Re: kmalloc() allocation.

From: Richard B. Johnson (root@chaos.analogic.com)
Date: Mon Oct 30 2000 - 13:08:01 EST


On Mon, 30 Oct 2000, Jeff Garzik wrote:

> Tigran Aivazian wrote:
> >
> > On Mon, 30 Oct 2000, Jeff Garzik wrote:
> >
> > > "Richard B. Johnson" wrote:
> > > > Now, I could set up a linked-list of buffers and use vmalloc()
> > > > if the buffers were allocated from non-paged RAM. I don't think
> > > > they are.
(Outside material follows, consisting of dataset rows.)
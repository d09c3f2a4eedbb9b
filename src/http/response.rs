//! Response handling and transformation.
//!
//! # Responsibilities
//! - Inject `X-Served-By` / `X-Request-Id` into upstream responses
//! - Force `Connection: close` on everything sent to a client
//! - Describe an upstream response head (status, framing) for the dispatcher
//! - Build the proxy's own responses (4xx for client faults, 502 for upstream)
//!
//! # Design Decisions
//! - Injection only touches the head; the body is forwarded byte for byte
//! - Anything that does not start with a status line is passed through as is
//! - Injection is idempotent: a header already present is left alone

use crate::http::headers::latin1_decode;
use crate::http::request::find_head_end;
use crate::security::headers::X_REQUEST_ID;

pub const X_SERVED_BY: &str = "X-Served-By";
pub const X_PROXY_ERROR: &str = "X-Proxy-Error";

/// Add the diagnostic headers to a raw upstream response.
pub fn inject_headers(response: &[u8], served_by: &str, request_id: &str) -> Vec<u8> {
    let Some(end) = find_head_end(response) else {
        return response.to_vec();
    };
    if !response.starts_with(b"HTTP/") {
        return response.to_vec();
    }

    // Head lines excluding the final blank line; the status line comes first.
    let head = &response[..end];
    let mut lines = head.split(|&b| b == b'\n').map(|l| l.strip_suffix(b"\r").unwrap_or(l));

    let mut out = Vec::with_capacity(response.len() + 96);
    if let Some(status_line) = lines.next() {
        out.extend_from_slice(status_line);
        out.extend_from_slice(b"\r\n");
    }

    let mut has_served_by = false;
    let mut has_request_id = false;
    let mut has_close = false;
    for line in lines {
        match header_name(line) {
            Some(name) if name.eq_ignore_ascii_case(b"connection") => {
                if !is_close(line) || has_close {
                    continue;
                }
                has_close = true;
            }
            Some(name) if name.eq_ignore_ascii_case(X_SERVED_BY.as_bytes()) => has_served_by = true,
            Some(name) if name.eq_ignore_ascii_case(X_REQUEST_ID.as_bytes()) => has_request_id = true,
            _ => {}
        }
        out.extend_from_slice(line);
        out.extend_from_slice(b"\r\n");
    }

    if !has_served_by {
        push_header(&mut out, X_SERVED_BY, served_by);
    }
    if !has_request_id {
        push_header(&mut out, X_REQUEST_ID, request_id);
    }
    if !has_close {
        push_header(&mut out, "Connection", "close");
    }
    out.extend_from_slice(b"\r\n");
    out.extend_from_slice(&response[end + 4..]);
    out
}

fn header_name(line: &[u8]) -> Option<&[u8]> {
    line.iter().position(|&b| b == b':').map(|colon| line[..colon].trim_ascii())
}

fn is_close(line: &[u8]) -> bool {
    line.iter()
        .position(|&b| b == b':')
        .is_some_and(|colon| line[colon + 1..].trim_ascii().eq_ignore_ascii_case(b"close"))
}

fn push_header(out: &mut Vec<u8>, name: &str, value: &str) {
    out.extend_from_slice(name.as_bytes());
    out.extend_from_slice(b": ");
    out.extend_from_slice(value.as_bytes());
    out.extend_from_slice(b"\r\n");
}

/// What the dispatcher needs to know about an upstream response head.
#[derive(Debug, Clone, Copy, PartialEq, Eq)]
pub struct ResponseHead {
    pub status: u16,
    /// Length of the head including the blank line.
    pub head_len: usize,
    pub content_length: Option<usize>,
    pub chunked: bool,
}

impl ResponseHead {
    /// Parse the head at the start of `buf`. `None` while incomplete or unparseable.
    pub fn parse(buf: &[u8]) -> Option<Self> {
        let mut slots = [httparse::EMPTY_HEADER; 100];
        let mut response = httparse::Response::new(&mut slots);
        let head_len = match response.parse(buf) {
            Ok(httparse::Status::Complete(len)) => len,
            _ => return None,
        };

        let mut content_length = None;
        let mut chunked = false;
        for header in response.headers.iter() {
            if header.name.eq_ignore_ascii_case("content-length") {
                content_length = latin1_decode(header.value).trim().parse().ok();
            } else if header.name.eq_ignore_ascii_case("transfer-encoding") {
                chunked = latin1_decode(header.value).to_ascii_lowercase().contains("chunked");
            }
        }

        Some(Self {
            status: response.code?,
            head_len,
            content_length,
            chunked,
        })
    }

    /// Whether a body follows this head at all.
    pub fn has_body(&self, request_method: &str) -> bool {
        !(request_method == "HEAD"
            || (100..200).contains(&self.status)
            || self.status == 204
            || self.status == 304)
    }

    /// Total response length when framing makes it knowable up front.
    pub fn expected_len(&self, request_method: &str) -> Option<usize> {
        if !self.has_body(request_method) {
            return Some(self.head_len);
        }
        if self.chunked {
            return None;
        }
        self.content_length.map(|len| self.head_len + len)
    }
}

pub fn reason_phrase(status: u16) -> &'static str {
    match status {
        400 => "Bad Request",
        405 => "Method Not Allowed",
        408 => "Request Timeout",
        413 => "Payload Too Large",
        414 => "URI Too Long",
        431 => "Request Header Fields Too Large",
        502 => "Bad Gateway",
        503 => "Service Unavailable",
        _ => "Error",
    }
}

/// A response produced by the proxy itself.
#[derive(Debug, Clone)]
pub struct SyntheticResponse {
    status: u16,
    body: String,
    headers: Vec<(&'static str, String)>,
}

impl SyntheticResponse {
    pub fn new(status: u16, body: impl Into<String>) -> Self {
        Self {
            status,
            body: body.into(),
            headers: Vec::new(),
        }
    }

    pub fn header(mut self, name: &'static str, value: impl Into<String>) -> Self {
        self.headers.push((name, value.into()));
        self
    }

    pub fn status(&self) -> u16 {
        self.status
    }

    /// Serialize with the proxy's identification and the correlation id.
    pub fn to_bytes(&self, proxy_name: &str, request_id: &str) -> Vec<u8> {
        let mut out = format!(
            "HTTP/1.1 {} {}\r\n",
            self.status,
            reason_phrase(self.status)
        )
        .into_bytes();
        push_header(&mut out, "Content-Type", "text/plain; charset=utf-8");
        push_header(&mut out, "Content-Length", &self.body.len().to_string());
        push_header(&mut out, "Connection", "close");
        push_header(&mut out, X_SERVED_BY, proxy_name);
        push_header(&mut out, X_REQUEST_ID, request_id);
        for (name, value) in &self.headers {
            push_header(&mut out, name, value);
        }
        out.extend_from_slice(b"\r\n");
        out.extend_from_slice(self.body.as_bytes());
        out
    }
}

/// 502 with the machine-readable reason token.
pub fn bad_gateway(reason: &'static str) -> SyntheticResponse {
    let detail = match reason {
        "all_unhealthy" => "no healthy backend is available",
        "connect_failed" => "no backend accepted the request",
        "upstream_timeout" => "the backend did not answer in time",
        "upstream_closed_early" => "the backend closed the connection mid-response",
        "upstream_too_large" => "the backend response exceeds the size limit",
        _ => "the backend could not be reached",
    };
    SyntheticResponse::new(502, format!("502 Bad Gateway: {detail}\n")).header(X_PROXY_ERROR, reason)
}

/// Client-fault response for `status`.
pub fn client_error(status: u16, detail: &str) -> SyntheticResponse {
    SyntheticResponse::new(status, format!("{status} {}: {detail}\n", reason_phrase(status)))
}

#[cfg(test)]
mod tests {
    use super::*;

    const UPSTREAM: &[u8] =
        b"HTTP/1.1 200 OK\r\nContent-Type: text/plain\r\nContent-Length: 5\r\nConnection: keep-alive\r\n\r\nhello";

    #[test]
    fn injects_and_forces_close() {
        let out = inject_headers(UPSTREAM, "A", "abcd1234");
        let text = String::from_utf8(out).unwrap();
        assert_eq!(
            text,
            "HTTP/1.1 200 OK\r\nContent-Type: text/plain\r\nContent-Length: 5\r\n\
             X-Served-By: A\r\nX-Request-Id: abcd1234\r\nConnection: close\r\n\r\nhello"
        );
    }

    #[test]
    fn injection_is_idempotent() {
        let once = inject_headers(UPSTREAM, "A", "abcd1234");
        let twice = inject_headers(&once, "B", "ffffffff");
        assert_eq!(once, twice);
    }

    #[test]
    fn existing_headers_win_case_insensitively() {
        let raw = b"HTTP/1.0 200 OK\r\nx-served-by: app-7\r\nconnection: Close\r\n\r\n";
        let text = String::from_utf8(inject_headers(raw, "A", "id")).unwrap();
        assert!(text.contains("x-served-by: app-7\r\n"));
        assert!(!text.contains("X-Served-By: A"));
        assert!(text.contains("X-Request-Id: id\r\n"));
        assert_eq!(text.matches("onnection").count(), 1);
    }

    #[test]
    fn unrecognised_responses_pass_through() {
        assert_eq!(inject_headers(b"garbage\r\n\r\nbody", "A", "id"), b"garbage\r\n\r\nbody");
        assert_eq!(inject_headers(b"HTTP/1.1 200 OK\r\nX: y", "A", "id"), b"HTTP/1.1 200 OK\r\nX: y");
    }

    #[test]
    fn response_head_framing() {
        let head = ResponseHead::parse(UPSTREAM).unwrap();
        assert_eq!(head.status, 200);
        assert_eq!(head.content_length, Some(5));
        assert_eq!(head.expected_len("GET"), Some(UPSTREAM.len()));
        assert_eq!(head.expected_len("HEAD"), Some(head.head_len));

        let no_content = ResponseHead::parse(b"HTTP/1.1 204 No Content\r\n\r\n").unwrap();
        assert!(!no_content.has_body("GET"));

        let chunked =
            ResponseHead::parse(b"HTTP/1.1 200 OK\r\nTransfer-Encoding: chunked\r\n\r\n").unwrap();
        assert_eq!(chunked.expected_len("GET"), None);

        assert_eq!(ResponseHead::parse(b"HTTP/1.1 200 OK\r\n"), None);
    }

    #[test]
    fn bad_gateway_shape() {
        let bytes = bad_gateway("all_unhealthy").to_bytes("failover-proxy", "abcd1234");
        let text = String::from_utf8(bytes).unwrap();
        assert!(text.starts_with("HTTP/1.1 502 Bad Gateway\r\n"));
        assert!(text.contains("Content-Type: text/plain; charset=utf-8\r\n"));
        assert!(text.contains("X-Proxy-Error: all_unhealthy\r\n"));
        assert!(text.contains("X-Request-Id: abcd1234\r\n"));
        assert!(text.contains("X-Served-By: failover-proxy\r\n"));

        let body = text.split("\r\n\r\n").nth(1).unwrap();
        assert!(text.contains(&format!("Content-Length: {}\r\n", body.len())));
    }

    #[test]
    fn method_not_allowed_carries_allow() {
        let bytes = client_error(405, "method DELETE is not allowed")
            .header("Allow", "GET, HEAD")
            .to_bytes("p", "id");
        let text = String::from_utf8(bytes).unwrap();
        assert!(text.starts_with("HTTP/1.1 405 Method Not Allowed\r\n"));
        assert!(text.contains("Allow: GET, HEAD\r\n"));
    }
}
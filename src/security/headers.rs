//! Upstream header rewriting.
//!
//! # Responsibilities
//! - Append the client address to X-Forwarded-For
//! - Add X-Forwarded-Host, X-Forwarded-Proto, Via and X-Request-Id
//! - Point Host at the chosen backend
//! - Strip hop-by-hop headers and force `Connection: close`
//!
//! # Design Decisions
//! - Pure: the same request, context and backend give identical bytes
//! - Existing headers are replaced in place so order is kept; new ones go last
//! - X-Forwarded-Host always carries the Host this proxy received; a client-sent one is replaced
//! - Content-Length always describes the body actually forwarded

use crate::config::ListenerConfig;
use crate::http::context::ForwardingContext;
use crate::http::headers::{latin1_encode, HeaderList};
use crate::http::request::ParsedRequest;
use crate::load_balancer::Backend;

pub const X_FORWARDED_FOR: &str = "X-Forwarded-For";
pub const X_FORWARDED_HOST: &str = "X-Forwarded-Host";
pub const X_FORWARDED_PROTO: &str = "X-Forwarded-Proto";
pub const X_REQUEST_ID: &str = "X-Request-Id";

/// Headers meaningful only for a single transport hop.
const HOP_BY_HOP: &[&str] = &[
    "connection",
    "proxy-connection",
    "keep-alive",
    "upgrade",
    "transfer-encoding",
    "te",
    "trailer",
];

/// Builds the byte sequence sent to a backend.
#[derive(Debug, Clone)]
pub struct HeaderRewriter {
    protocol: String,
    proxy_name: String,
}

impl HeaderRewriter {
    pub fn new(protocol: impl Into<String>, proxy_name: impl Into<String>) -> Self {
        Self {
            protocol: protocol.into(),
            proxy_name: proxy_name.into(),
        }
    }

    pub fn from_config(listener: &ListenerConfig) -> Self {
        Self::new(&listener.protocol, &listener.proxy_name)
    }

    /// Header list to send to `backend`.
    pub fn rewrite_headers(
        &self,
        request: &ParsedRequest,
        ctx: &ForwardingContext,
        backend: &Backend,
    ) -> HeaderList {
        let mut headers = request.headers.clone();

        strip_hop_by_hop(&mut headers);

        let client_ip = ctx.client_addr.ip().to_string();
        let chain: Vec<&str> = request.headers.get_all("x-forwarded-for").collect();
        let forwarded_for = if chain.is_empty() {
            client_ip
        } else {
            format!("{}, {client_ip}", chain.join(", "))
        };
        headers.set(X_FORWARDED_FOR, forwarded_for);

        if let Some(host) = request.headers.get("host") {
            headers.set(X_FORWARDED_HOST, host);
        }
        headers.set(X_FORWARDED_PROTO, self.protocol.as_str());
        headers.set("Via", format!("1.{} {}", request.version, self.proxy_name));
        headers.set(X_REQUEST_ID, ctx.correlation_id.as_str());
        headers.set("Host", backend.authority());

        match &request.body {
            Some(body) => headers.set("Content-Length", body.len().to_string()),
            None => {
                headers.remove("content-length");
            }
        }
        headers.set("Connection", "close");

        headers
    }

    /// Complete upstream request: request line, rewritten headers, blank line, body.
    pub fn rewrite(
        &self,
        request: &ParsedRequest,
        ctx: &ForwardingContext,
        backend: &Backend,
    ) -> Vec<u8> {
        let headers = self.rewrite_headers(request, ctx, backend);

        let mut out = Vec::with_capacity(512 + request.body_len());
        latin1_encode(&request.request_line(), &mut out);
        out.extend_from_slice(b"\r\n");
        headers.write_to(&mut out);
        out.extend_from_slice(b"\r\n");
        if let Some(body) = &request.body {
            out.extend_from_slice(body);
        }
        out
    }
}

/// Remove the fixed hop-by-hop set and any header named in `Connection`.
pub fn strip_hop_by_hop(headers: &mut HeaderList) {
    for token in headers.tokens("connection") {
        headers.remove(&token);
    }
    for name in HOP_BY_HOP {
        headers.remove(name);
    }
}

#[cfg(test)]
mod tests {
    use tokio::time::Instant;

    use super::*;
    use crate::config::TimeoutConfig;
    use crate::http::request::read_request;
    use crate::resilience::timeouts::Deadlines;
    use crate::security::limits::RequestLimits;

    fn rewriter() -> HeaderRewriter {
        HeaderRewriter::new("http", "failover-proxy")
    }

    fn ctx() -> ForwardingContext {
        ForwardingContext::with_id("192.0.2.7:51000".parse().unwrap(), "abcd1234")
    }

    fn backend() -> Backend {
        Backend::new("A", "127.0.0.1", 9001)
    }

    async fn parse(raw: &[u8]) -> ParsedRequest {
        let mut reader = raw;
        let deadlines = Deadlines::new(Instant::now(), &TimeoutConfig::default());
        read_request(&mut reader, &RequestLimits::default(), &deadlines)
            .await
            .unwrap()
    }

    #[tokio::test]
    async fn rewrites_forwarding_headers() {
        let request = parse(
            b"GET /x HTTP/1.1\r\nHost: shop.example\r\nConnection: keep-alive, X-Secret\r\n\
              X-Secret: s\r\nKeep-Alive: 5\r\nAccept: */*\r\n\r\n",
        )
        .await;
        let bytes = rewriter().rewrite(&request, &ctx(), &backend());
        let text = String::from_utf8(bytes).unwrap();

        assert_eq!(
            text,
            "GET /x HTTP/1.1\r\n\
             Host: 127.0.0.1:9001\r\n\
             Accept: */*\r\n\
             X-Forwarded-For: 192.0.2.7\r\n\
             X-Forwarded-Host: shop.example\r\n\
             X-Forwarded-Proto: http\r\n\
             Via: 1.1 failover-proxy\r\n\
             X-Request-Id: abcd1234\r\n\
             Connection: close\r\n\r\n"
        );
    }

    #[tokio::test]
    async fn extends_existing_chain_and_replaces_forwarded_host() {
        let request = parse(
            b"GET / HTTP/1.0\r\nHost: real.example\r\nX-Forwarded-For: 10.0.0.1\r\n\
              X-Forwarded-Host: spoofed\r\n\r\n",
        )
        .await;
        let headers = rewriter().rewrite_headers(&request, &ctx(), &backend());
        assert_eq!(headers.get("x-forwarded-for"), Some("10.0.0.1, 192.0.2.7"));
        assert_eq!(headers.get_all("x-forwarded-host").collect::<Vec<_>>(), ["real.example"]);
        assert_eq!(headers.get("via"), Some("1.0 failover-proxy"));
    }

    #[tokio::test]
    async fn forwarded_host_without_host_is_passed_through() {
        let request = parse(b"GET / HTTP/1.0\r\nX-Forwarded-Host: upstream.example\r\n\r\n").await;
        let headers = rewriter().rewrite_headers(&request, &ctx(), &backend());
        assert_eq!(headers.get("x-forwarded-host"), Some("upstream.example"));
    }

    #[tokio::test]
    async fn non_ascii_target_is_forwarded_byte_for_byte() {
        let request = parse(b"GET /caf\xc3\xa9?q=\xe2\x82\xac HTTP/1.1\r\nHost: h\r\n\r\n").await;
        let bytes = rewriter().rewrite(&request, &ctx(), &backend());
        assert!(bytes.starts_with(b"GET /caf\xc3\xa9?q=\xe2\x82\xac HTTP/1.1\r\n"));
    }

    #[tokio::test]
    async fn body_follows_head_with_derived_length() {
        let request = parse(
            b"POST /submit HTTP/1.1\r\nHost: h\r\nContent-Length: 4\r\n\r\nping",
        )
        .await;
        let bytes = rewriter().rewrite(&request, &ctx(), &backend());
        let text = String::from_utf8(bytes).unwrap();
        assert!(text.contains("Content-Length: 4\r\n"));
        assert!(text.ends_with("\r\n\r\nping"));
    }

    #[tokio::test]
    async fn rewriting_twice_only_grows_the_chain() {
        let original = parse(b"GET / HTTP/1.1\r\nHost: h\r\nUser-Agent: t\r\n\r\n").await;
        let once = String::from_utf8(rewriter().rewrite(&original, &ctx(), &backend())).unwrap();
        // Same request as received by a second proxy that kept the client's Host.
        let forwarded = once.replace("Host: 127.0.0.1:9001", "Host: h");
        let twice = rewriter().rewrite(&parse(forwarded.as_bytes()).await, &ctx(), &backend());

        let expected =
            once.replace("X-Forwarded-For: 192.0.2.7", "X-Forwarded-For: 192.0.2.7, 192.0.2.7");
        assert_eq!(String::from_utf8(twice).unwrap(), expected);
    }

    #[tokio::test]
    async fn rewriting_is_deterministic() {
        let request = parse(b"GET / HTTP/1.1\r\nHost: h\r\n\r\n").await;
        let a = rewriter().rewrite(&request, &ctx(), &backend());
        let b = rewriter().rewrite(&request, &ctx(), &backend());
        assert_eq!(a, b);
    }
}
//! Health tracking subsystem.
//!
//! # Data Flow
//! ```text
//! Upstream failure observed by the dispatcher
//!     → registry marks the backend (state.rs), cool-down scheduled
//!     → passive.rs reports the transition after the lock is released
//!
//! Next selection
//!     → registry restores backends whose cool-down expired
//!     → the next request to a restored backend tests it
//! ```
//!
//! # Design Decisions
//! - Passive only: no synthetic health-check traffic
//! - Health state is per-backend and lives in the registry

pub mod passive;
pub mod state;

pub use passive::HealthTransition;
pub use state::HealthRecord;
These buffers must be present during an interrupt.
> > >
> > > Non-paged RAM? I'm not sure what you mean by that.
> > >
> > > Both kmalloc and vmalloc allocate pages, but neither will allocate pages
> > > that the system will swap out (page out). [vk]malloc pages are always
> > > around during an interrupt.
>
> > Jeff, I was going to tell him that but in the previous sentence he was
> > talking about userspace supplied buffers and those are certainly not
> > pinned.
>
> Well the problem sounds really strange then. Why are kmalloc/vmalloc
> being talked about at all, if we are dealing with userspace-supplied
> buffers?
>

No, not user-supplied buffers. Just a fixed kernel allocation large
enough to take an entire image which can be up to and including 2
megabytes.

Cheers,
Dick Johnson

Penguin : Linux version 2.2.17 on an i686 machine (801.18 BogoMips).

"Memory is like gasoline. You use it up when you are running. Of
course you get it all back when you reboot..."; Actual explanation
obtained from the Micro$oft help desk.